Saved entries
_ _ _ _
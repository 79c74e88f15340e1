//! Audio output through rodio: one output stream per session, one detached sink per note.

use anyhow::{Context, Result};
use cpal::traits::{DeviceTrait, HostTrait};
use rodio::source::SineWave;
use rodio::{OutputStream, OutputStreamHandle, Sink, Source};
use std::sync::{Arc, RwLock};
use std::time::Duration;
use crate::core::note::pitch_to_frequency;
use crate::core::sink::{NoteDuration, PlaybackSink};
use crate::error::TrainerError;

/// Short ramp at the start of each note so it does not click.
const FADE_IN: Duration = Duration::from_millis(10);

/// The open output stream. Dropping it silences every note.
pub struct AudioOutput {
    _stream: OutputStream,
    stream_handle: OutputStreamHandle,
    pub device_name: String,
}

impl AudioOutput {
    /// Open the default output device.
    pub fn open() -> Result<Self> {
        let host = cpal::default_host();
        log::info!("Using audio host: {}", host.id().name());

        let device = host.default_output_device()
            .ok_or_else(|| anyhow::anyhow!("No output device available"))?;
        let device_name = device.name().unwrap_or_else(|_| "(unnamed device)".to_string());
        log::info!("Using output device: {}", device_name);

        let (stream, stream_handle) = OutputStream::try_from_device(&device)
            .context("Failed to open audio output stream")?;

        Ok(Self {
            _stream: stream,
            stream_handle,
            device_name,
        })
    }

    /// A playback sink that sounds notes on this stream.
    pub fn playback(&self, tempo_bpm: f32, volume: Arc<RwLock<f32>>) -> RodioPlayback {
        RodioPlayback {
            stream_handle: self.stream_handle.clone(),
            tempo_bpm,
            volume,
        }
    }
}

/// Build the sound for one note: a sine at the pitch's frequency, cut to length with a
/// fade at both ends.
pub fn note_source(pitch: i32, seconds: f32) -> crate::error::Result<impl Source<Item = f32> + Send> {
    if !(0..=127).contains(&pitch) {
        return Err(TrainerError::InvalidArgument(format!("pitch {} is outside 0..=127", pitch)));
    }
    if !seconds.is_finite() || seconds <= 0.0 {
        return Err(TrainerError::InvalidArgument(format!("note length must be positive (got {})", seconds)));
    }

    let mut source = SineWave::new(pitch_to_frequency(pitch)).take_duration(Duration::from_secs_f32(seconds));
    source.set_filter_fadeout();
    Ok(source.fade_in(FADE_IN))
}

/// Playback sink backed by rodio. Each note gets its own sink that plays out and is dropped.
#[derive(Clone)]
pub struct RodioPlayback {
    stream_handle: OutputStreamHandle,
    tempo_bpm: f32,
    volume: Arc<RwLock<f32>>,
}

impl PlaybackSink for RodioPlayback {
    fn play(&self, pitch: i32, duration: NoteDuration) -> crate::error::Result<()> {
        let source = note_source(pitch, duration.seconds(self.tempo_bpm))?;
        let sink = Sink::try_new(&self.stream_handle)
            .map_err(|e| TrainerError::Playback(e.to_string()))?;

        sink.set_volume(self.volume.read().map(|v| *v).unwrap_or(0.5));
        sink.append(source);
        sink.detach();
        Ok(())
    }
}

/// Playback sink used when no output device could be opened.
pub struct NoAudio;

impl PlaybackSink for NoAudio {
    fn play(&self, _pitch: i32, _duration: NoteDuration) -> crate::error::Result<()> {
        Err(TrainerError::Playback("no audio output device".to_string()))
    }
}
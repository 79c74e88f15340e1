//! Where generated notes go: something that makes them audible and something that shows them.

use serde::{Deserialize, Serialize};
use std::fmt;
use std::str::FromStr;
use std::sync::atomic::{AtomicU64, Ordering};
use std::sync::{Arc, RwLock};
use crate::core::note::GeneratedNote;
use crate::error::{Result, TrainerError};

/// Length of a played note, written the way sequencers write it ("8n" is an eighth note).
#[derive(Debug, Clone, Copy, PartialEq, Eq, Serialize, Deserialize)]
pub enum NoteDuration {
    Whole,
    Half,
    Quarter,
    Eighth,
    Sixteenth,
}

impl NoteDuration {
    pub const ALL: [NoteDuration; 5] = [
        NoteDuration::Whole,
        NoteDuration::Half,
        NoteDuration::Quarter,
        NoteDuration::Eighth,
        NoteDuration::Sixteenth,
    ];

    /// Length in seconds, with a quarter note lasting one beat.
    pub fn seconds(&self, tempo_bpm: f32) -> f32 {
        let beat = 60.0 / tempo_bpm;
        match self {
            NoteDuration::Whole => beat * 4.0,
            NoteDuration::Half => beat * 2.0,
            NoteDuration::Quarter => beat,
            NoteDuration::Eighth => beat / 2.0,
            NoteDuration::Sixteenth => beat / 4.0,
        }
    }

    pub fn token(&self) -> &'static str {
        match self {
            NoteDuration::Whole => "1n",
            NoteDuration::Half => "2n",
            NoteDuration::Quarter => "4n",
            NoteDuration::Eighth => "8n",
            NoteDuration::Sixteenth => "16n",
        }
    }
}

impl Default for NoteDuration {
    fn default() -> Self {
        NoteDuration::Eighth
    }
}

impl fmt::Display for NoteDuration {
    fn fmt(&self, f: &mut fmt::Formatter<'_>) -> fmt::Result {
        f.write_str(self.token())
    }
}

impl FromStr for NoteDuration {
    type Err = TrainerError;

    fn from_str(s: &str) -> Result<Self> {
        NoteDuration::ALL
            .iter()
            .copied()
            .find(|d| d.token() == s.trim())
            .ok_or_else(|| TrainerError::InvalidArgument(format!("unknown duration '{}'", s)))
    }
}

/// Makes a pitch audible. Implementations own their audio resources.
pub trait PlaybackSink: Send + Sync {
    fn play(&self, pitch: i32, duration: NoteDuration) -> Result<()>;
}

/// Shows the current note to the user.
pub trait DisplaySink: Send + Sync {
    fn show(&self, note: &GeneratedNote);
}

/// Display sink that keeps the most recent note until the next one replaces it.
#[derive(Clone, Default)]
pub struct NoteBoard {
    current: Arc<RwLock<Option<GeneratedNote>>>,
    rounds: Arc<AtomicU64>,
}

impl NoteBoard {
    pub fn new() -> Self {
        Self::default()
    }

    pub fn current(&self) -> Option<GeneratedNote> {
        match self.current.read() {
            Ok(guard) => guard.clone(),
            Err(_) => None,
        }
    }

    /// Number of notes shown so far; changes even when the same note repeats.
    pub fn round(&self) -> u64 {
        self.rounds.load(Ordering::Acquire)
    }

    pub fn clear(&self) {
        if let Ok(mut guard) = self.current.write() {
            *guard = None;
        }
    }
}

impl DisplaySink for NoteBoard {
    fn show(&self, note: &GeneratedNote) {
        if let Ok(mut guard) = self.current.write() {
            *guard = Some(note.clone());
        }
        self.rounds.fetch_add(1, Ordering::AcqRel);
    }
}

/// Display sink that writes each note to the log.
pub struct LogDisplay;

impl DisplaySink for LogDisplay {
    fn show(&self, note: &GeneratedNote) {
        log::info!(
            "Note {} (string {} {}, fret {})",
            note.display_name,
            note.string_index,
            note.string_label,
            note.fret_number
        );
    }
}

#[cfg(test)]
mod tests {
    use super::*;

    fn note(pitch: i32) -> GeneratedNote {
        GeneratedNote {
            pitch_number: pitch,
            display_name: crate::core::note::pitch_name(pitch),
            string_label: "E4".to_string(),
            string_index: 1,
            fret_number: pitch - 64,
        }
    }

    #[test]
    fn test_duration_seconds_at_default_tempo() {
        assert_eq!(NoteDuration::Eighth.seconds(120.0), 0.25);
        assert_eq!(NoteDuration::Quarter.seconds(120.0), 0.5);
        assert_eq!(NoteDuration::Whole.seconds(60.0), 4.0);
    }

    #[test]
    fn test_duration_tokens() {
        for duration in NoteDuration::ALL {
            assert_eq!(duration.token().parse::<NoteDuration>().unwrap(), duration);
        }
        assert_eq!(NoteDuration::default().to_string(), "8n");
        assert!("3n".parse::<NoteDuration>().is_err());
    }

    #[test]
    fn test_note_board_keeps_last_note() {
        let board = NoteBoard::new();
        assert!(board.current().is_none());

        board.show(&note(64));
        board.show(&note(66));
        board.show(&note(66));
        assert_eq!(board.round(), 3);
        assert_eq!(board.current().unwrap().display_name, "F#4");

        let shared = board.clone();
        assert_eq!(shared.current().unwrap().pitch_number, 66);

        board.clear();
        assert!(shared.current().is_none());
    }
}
_ _ _ _
Each line in the records above with "notes" must be returned.

    /// A playback sink that sounds notes on this stream.
//! Where generated notes go: something that makes them audible and something that shows them.
    /// Number of notes shown so far; changes even when the same note repeats.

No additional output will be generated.